■ **Provided entries**
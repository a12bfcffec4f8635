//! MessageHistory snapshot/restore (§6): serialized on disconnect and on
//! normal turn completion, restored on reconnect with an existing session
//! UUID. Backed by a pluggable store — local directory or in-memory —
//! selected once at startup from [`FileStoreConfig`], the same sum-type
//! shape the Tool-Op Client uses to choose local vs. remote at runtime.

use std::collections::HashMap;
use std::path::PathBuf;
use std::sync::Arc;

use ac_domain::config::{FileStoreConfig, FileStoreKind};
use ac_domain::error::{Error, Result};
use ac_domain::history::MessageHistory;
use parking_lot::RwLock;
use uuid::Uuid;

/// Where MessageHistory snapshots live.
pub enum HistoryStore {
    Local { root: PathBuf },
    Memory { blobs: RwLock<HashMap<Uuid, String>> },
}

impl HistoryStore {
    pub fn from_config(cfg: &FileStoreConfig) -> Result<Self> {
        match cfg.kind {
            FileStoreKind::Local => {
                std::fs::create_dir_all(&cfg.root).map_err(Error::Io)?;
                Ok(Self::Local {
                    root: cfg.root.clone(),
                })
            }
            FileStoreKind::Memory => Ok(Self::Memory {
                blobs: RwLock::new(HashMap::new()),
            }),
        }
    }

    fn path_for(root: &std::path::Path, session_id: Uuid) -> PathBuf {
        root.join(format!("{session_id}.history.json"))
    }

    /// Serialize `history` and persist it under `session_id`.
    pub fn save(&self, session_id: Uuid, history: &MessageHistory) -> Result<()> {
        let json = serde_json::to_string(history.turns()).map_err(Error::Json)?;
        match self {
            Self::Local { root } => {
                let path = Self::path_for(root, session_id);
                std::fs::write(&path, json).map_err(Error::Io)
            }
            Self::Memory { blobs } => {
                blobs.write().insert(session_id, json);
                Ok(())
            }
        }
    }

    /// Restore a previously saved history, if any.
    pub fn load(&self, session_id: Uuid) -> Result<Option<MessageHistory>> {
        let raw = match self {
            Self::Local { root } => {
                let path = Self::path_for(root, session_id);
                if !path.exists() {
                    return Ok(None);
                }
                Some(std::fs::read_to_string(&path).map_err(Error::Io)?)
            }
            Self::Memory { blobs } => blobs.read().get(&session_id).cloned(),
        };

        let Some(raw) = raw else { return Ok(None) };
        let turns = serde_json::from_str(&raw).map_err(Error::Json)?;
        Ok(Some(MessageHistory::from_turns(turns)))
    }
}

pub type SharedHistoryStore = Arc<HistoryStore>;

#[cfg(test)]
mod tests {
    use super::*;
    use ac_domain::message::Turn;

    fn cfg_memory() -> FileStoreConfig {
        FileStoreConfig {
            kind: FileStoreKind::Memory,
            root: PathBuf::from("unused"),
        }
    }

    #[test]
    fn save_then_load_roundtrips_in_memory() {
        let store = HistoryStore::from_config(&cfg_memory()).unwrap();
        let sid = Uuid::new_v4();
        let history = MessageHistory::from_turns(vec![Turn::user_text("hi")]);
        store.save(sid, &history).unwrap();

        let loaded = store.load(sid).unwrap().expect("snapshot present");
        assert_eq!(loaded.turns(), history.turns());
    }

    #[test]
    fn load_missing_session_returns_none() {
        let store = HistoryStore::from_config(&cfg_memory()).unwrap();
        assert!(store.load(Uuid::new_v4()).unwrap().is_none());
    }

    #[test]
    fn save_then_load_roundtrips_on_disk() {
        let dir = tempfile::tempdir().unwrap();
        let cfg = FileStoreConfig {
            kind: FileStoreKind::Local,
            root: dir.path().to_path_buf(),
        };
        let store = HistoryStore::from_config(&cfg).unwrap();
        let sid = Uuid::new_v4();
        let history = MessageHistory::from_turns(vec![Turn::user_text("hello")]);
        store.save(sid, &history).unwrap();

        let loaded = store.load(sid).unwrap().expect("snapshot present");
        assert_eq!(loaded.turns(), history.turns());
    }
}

...

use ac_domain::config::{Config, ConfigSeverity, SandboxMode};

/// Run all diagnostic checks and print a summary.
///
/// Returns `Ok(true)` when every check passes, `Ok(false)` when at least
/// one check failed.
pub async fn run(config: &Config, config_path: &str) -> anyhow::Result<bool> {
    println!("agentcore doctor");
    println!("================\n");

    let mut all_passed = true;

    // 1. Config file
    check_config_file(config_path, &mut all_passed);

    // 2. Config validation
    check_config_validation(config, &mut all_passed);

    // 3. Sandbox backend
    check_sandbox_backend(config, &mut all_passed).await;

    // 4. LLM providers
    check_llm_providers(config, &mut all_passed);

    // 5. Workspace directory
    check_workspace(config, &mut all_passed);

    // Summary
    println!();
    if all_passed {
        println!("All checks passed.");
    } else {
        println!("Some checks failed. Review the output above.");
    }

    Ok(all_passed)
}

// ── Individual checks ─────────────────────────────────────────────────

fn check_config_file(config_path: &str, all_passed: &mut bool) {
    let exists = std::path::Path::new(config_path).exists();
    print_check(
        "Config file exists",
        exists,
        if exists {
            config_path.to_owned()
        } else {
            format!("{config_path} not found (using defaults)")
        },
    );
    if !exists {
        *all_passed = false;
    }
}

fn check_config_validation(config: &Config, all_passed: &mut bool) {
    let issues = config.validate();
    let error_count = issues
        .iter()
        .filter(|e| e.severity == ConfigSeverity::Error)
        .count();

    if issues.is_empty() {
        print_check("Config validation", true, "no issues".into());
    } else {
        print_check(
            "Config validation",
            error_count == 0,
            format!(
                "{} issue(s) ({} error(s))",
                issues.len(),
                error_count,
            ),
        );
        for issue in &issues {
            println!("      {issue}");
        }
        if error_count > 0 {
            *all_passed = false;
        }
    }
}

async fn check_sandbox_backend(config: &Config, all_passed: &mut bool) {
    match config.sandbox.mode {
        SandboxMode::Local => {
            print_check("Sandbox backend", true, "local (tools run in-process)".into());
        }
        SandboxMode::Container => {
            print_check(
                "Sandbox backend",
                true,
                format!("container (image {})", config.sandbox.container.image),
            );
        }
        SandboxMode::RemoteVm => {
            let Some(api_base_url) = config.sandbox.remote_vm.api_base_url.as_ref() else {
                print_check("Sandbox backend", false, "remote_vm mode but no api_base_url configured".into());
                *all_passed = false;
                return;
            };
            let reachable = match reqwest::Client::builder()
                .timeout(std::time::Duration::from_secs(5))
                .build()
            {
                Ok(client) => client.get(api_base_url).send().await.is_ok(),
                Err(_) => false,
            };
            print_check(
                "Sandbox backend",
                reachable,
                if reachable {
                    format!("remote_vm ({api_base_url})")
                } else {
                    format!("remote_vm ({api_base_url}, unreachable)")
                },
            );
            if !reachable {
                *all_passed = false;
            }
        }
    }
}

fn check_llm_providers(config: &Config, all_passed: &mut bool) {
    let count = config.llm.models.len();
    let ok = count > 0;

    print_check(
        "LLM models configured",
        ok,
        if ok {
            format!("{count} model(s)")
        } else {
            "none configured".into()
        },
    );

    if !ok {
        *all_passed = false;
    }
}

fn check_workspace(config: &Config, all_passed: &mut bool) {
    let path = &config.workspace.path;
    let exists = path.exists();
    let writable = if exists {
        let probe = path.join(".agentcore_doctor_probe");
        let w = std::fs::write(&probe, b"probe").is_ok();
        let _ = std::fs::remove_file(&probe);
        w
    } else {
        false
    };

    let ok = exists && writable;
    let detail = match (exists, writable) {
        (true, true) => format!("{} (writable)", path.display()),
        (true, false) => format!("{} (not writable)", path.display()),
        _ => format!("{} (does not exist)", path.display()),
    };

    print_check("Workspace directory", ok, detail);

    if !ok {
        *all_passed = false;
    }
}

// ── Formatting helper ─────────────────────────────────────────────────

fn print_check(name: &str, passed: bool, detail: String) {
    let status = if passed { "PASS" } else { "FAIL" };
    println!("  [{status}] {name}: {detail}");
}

■ **About this exercise**
Gather up every line in the data above that contains the word "issues", copying each one.

■ **Task result**
    let issues = config.validate();
    let error_count = issues
    if issues.is_empty() {
        print_check("Config validation", true, "no issues".into());
                issues.len(),
        for issue in &issues {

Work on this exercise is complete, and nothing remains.